::: Excerpted data

//! Explicit visualization state and the pure render step.
//!
//! Every interaction mutates a [`VizState`]; the shell then calls [`render`]
//! and draws whatever comes back. Nothing here knows about terminals.

use crate::colors::{ColorLabels, ColorMapping, ColorScheme, Rgb};
use crate::filter::{FilterSelection, FilterSpec, apply_filters, derive_filter_specs};
use crate::pitch::{DEFAULT_FIELD_HEIGHT, DEFAULT_FIELD_WIDTH, PitchGeometry, Shape, pitch_shapes};
use crate::scene::{EventColumns, EventGlyphs, GlyphSizes, SceneContext, build_event_glyphs};
use crate::stats::{Statistics, compute_statistics};
use crate::{COL_TIME, COORDINATE_COLUMNS, EventTable, Value};
use log::debug;

/// Rendering variant. The two observed variants differ only in these knobs.
#[derive(Debug, Clone, PartialEq)]
pub struct VizConfig {
    /// Scale markings and glyphs with the field width instead of fixed sizes.
    pub responsive: bool,
    pub color_scheme: ColorScheme,
    /// Treat `Time` as a reserved column (no filter, no color dimension).
    pub exclude_time: bool,
    pub field_width: f64,
    pub field_height: f64,
    pub columns: EventColumns,
    pub labels: ColorLabels,
}

impl Default for VizConfig {
    fn default() -> Self {
        Self {
            responsive: true,
            color_scheme: ColorScheme::Coordinates,
            exclude_time: true,
            field_width: DEFAULT_FIELD_WIDTH,
            field_height: DEFAULT_FIELD_HEIGHT,
            columns: EventColumns::default(),
            labels: ColorLabels::default(),
        }
    }
}

impl VizConfig {
    pub fn excluded_columns(&self) -> Vec<&'static str> {
        let mut excluded = COORDINATE_COLUMNS.to_vec();
        if self.exclude_time {
            excluded.push(COL_TIME);
        }
        excluded
    }

    pub fn geometry(&self) -> PitchGeometry {
        PitchGeometry::for_mode(self.responsive, self.field_width, self.field_height)
    }

    pub fn glyph_sizes(&self) -> GlyphSizes {
        GlyphSizes::for_mode(self.responsive, self.field_width)
    }
}

/// Loaded table plus everything the user has chosen about it.
#[derive(Debug, Clone, Default)]
pub struct VizState {
    pub config: VizConfig,
    pub table: Option<EventTable>,
    pub filters: Vec<FilterSpec>,
    pub selections: Vec<FilterSelection>,
    pub color: ColorMapping,
}

impl VizState {
    pub fn new(config: VizConfig) -> Self {
        Self { config, ..Self::default() }
    }

    /// Replace the table and reset filters and colors to their defaults.
    pub fn load_table(&mut self, table: EventTable) {
        self.filters = derive_filter_specs(&table, &self.config.excluded_columns());
        self.selections = self.filters.iter().map(FilterSpec::default_selection).collect();
        let first = self.color_candidates_of(&table).first().cloned();
        self.table = Some(table);
        self.color = ColorMapping::default();
        if let Some(column) = first {
            self.set_color_column(&column);
        }
        debug!(
            "table loaded: {} filters, color column {:?}",
            self.filters.len(),
            self.color.column
        );
    }

    fn color_candidates_of(&self, table: &EventTable) -> Vec<String> {
        let excluded = self.config.excluded_columns();
        table
            .columns
            .iter()
            .filter(|c| !excluded.contains(&c.as_str()))
            .cloned()
            .collect()
    }

    /// Columns that may be chosen as the color dimension.
    pub fn color_candidates(&self) -> Vec<String> {
        self.table
            .as_ref()
            .map(|t| self.color_candidates_of(t))
            .unwrap_or_default()
    }

    /// Choose the color column; the mapping is rebuilt from defaults.
    pub fn set_color_column(&mut self, column: &str) {
        let Some(table) = self.table.as_ref() else {
            return;
        };
        self.color =
            ColorMapping::build(table, column, self.config.color_scheme, &self.config.labels);
    }

    /// Step the color column through the candidates, wrapping.
    pub fn cycle_color_column(&mut self, forward: bool) {
        let candidates = self.color_candidates();
        if candidates.is_empty() {
            return;
        }
        let len = candidates.len();
        let idx = self
            .color
            .column
            .as_ref()
            .and_then(|c| candidates.iter().position(|x| x == c))
            .unwrap_or(0);
        let next = if forward { (idx + 1) % len } else { (idx + len - 1) % len };
        self.set_color_column(&candidates[next]);
    }

    pub fn set_color(&mut self, value: &Value, color: Rgb) -> bool {
        self.color.set(value, color)
    }

    pub fn set_color_scheme(&mut self, scheme: ColorScheme) {
        self.config.color_scheme = scheme;
        if let Some(column) = self.color.column.clone() {
            self.set_color_column(&column);
        }
    }

    pub fn set_responsive(&mut self, responsive: bool) {
        self.config.responsive = responsive;
    }

    pub fn selection_mut(&mut self, filter: usize) -> Option<(&FilterSpec, &mut FilterSelection)> {
        let spec = self.filters.get(filter)?;
        let sel = self.selections.get_mut(filter)?;
        Some((spec, sel))
    }

    pub fn filtered_rows(&self) -> Vec<usize> {
        self.table
            .as_ref()
            .map(|t| apply_filters(t, &self.filters, &self.selections))
            .unwrap_or_default()
    }
}

/// Everything the shell needs to draw one frame.
#[derive(Debug, Clone, PartialEq)]
pub struct RenderOutput {
    pub geometry: PitchGeometry,
    pub pitch: Vec<Shape>,
    pub events: Vec<EventGlyphs>,
    pub stats: Statistics,
}

/// Recompute the whole pipeline from the loaded table forward.
pub fn render(state: &VizState) -> RenderOutput {
    let geometry = state.config.geometry();
    let pitch = pitch_shapes(&geometry);

    let Some(table) = state.table.as_ref() else {
        return RenderOutput { geometry, pitch, events: Vec::new(), stats: Statistics::default() };
    };

    let rows = state.filtered_rows();
    let ctx = SceneContext {
        columns: &state.config.columns,
        labels: &state.config.labels,
        mapping: &state.color,
        sizes: state.config.glyph_sizes(),
    };
    let events = build_event_glyphs(table, &rows, &ctx);
    let stats = compute_statistics(table, &rows, &state.config.columns);

    RenderOutput { geometry, pitch, events, stats }
}

#[cfg(test)]
mod tests {
    use super::*;
    use crate::colors::{BLUE, GREEN, RED, YELLOW};
    use crate::filter::FilterKind;
    use crate::loader::{DEFAULT_ENCODINGS, load_bytes};

    const CSV: &str = "X,Y,X2,Y2,Outcome,Passhöhe,Gegnerdruck,Time\n\
                       0,0,10,0,Erfolgreich,flach,niedrig,1\n\
                       5,5,,,Nicht erfolgreich,,hoch,2\n\
                       -20,10,-5,10,Erfolgreich,hoch,niedrig,3\n";

    fn loaded(config: VizConfig) -> VizState {
        let mut state = VizState::new(config);
        let table = load_bytes(CSV.as_bytes(), &[crate::loader::Encoding::Utf8]).unwrap();
        state.load_table(table);
        state
    }

    #[test]
    fn render_without_table_draws_only_the_pitch() {
        let out = render(&VizState::default());
        assert!(!out.pitch.is_empty());
        assert!(out.events.is_empty());
        assert_eq!(out.stats.total_rows, 0);
    }

    #[test]
    fn loading_derives_filters_and_first_color_column() {
        let state = loaded(VizConfig::default());
        let names: Vec<_> = state.filters.iter().map(|f| f.column.as_str()).collect();
        assert_eq!(names, vec!["Outcome", "Passhöhe", "Gegnerdruck"]);
        assert!(state.filters.iter().all(|f| f.kind == FilterKind::MultiSelect));
        assert_eq!(state.color.column.as_deref(), Some("Outcome"));
        assert_eq!(state.color_candidates(), vec!["Outcome", "Passhöhe", "Gegnerdruck"]);
    }

    #[test]
    fn time_is_a_filter_when_not_excluded() {
        let state = loaded(VizConfig { exclude_time: false, ..VizConfig::default() });
        assert!(state.filters.iter().any(|f| f.column == "Time"));
        assert!(state.color_candidates().contains(&"Time".to_string()));
    }

    #[test]
    fn default_render_keeps_every_row() {
        let out = render(&loaded(VizConfig::default()));
        assert_eq!(out.events.len(), 3);
        assert_eq!(out.stats.filtered_rows, 3);
        assert_eq!(out.stats.mean_pass_length_label(), "12.50");
        assert_eq!(out.events[0].color, GREEN);
        assert_eq!(out.events[1].color, RED);
        assert_eq!(out.events[2].color, YELLOW);
    }

    #[test]
    fn deselecting_an_outcome_narrows_every_output() {
        let mut state = loaded(VizConfig::default());
        let (_, sel) = state.selection_mut(0).unwrap();
        sel.toggle(&Value::from("Nicht erfolgreich"));
        let out = render(&state);
        assert_eq!(out.events.iter().map(|e| e.row).collect::<Vec<_>>(), vec![0, 2]);
        let outcome = out.stats.outcome.unwrap();
        assert_eq!(outcome.counts, vec![(Value::from("Erfolgreich"), 2)]);
    }

    #[test]
    fn scheme_change_rebuilds_mapping() {
        let mut state = loaded(VizConfig::default());
        state.set_color(&Value::from("Erfolgreich"), RED);
        state.set_color_scheme(ColorScheme::Classic);
        assert_eq!(state.color.get(&Value::from("Erfolgreich")), Some(BLUE));
        assert_eq!(render(&state).events[0].color, BLUE);
    }

    #[test]
    fn cycling_color_column_wraps() {
        let mut state = loaded(VizConfig::default());
        state.cycle_color_column(false);
        assert_eq!(state.color.column.as_deref(), Some("Gegnerdruck"));
        state.cycle_color_column(true);
        assert_eq!(state.color.column.as_deref(), Some("Outcome"));
    }

    #[test]
    fn responsive_toggle_changes_geometry() {
        let mut state = loaded(VizConfig::default());
        let relative = render(&state).geometry;
        state.set_responsive(false);
        let absolute = render(&state).geometry;
        assert!((relative.penalty_area_width - 105.0 * 0.157).abs() < 1e-9);
        assert_eq!(absolute.penalty_area_width, 16.5);
    }

    #[test]
    fn latin1_default_still_loads_ascii_columns() {
        let mut state = VizState::default();
        state.load_table(load_bytes(b"X,Y,Outcome\n1,2,ok\n", &DEFAULT_ENCODINGS).unwrap());
        assert_eq!(render(&state).events.len(), 1);
    }
}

::::::

--- What is being asked ---
The answer must be all the lines above that hold the word "Passhöhe".

--- Problem solution ---
    const CSV: &str = "X,Y,X2,Y2,Outcome,Passhöhe,Gegnerdruck,Time\n\
        assert_eq!(names, vec!["Outcome", "Passhöhe", "Gegnerdruck"]);
        assert_eq!(state.color_candidates(), vec!["Outcome", "Passhöhe", "Gegnerdruck"]);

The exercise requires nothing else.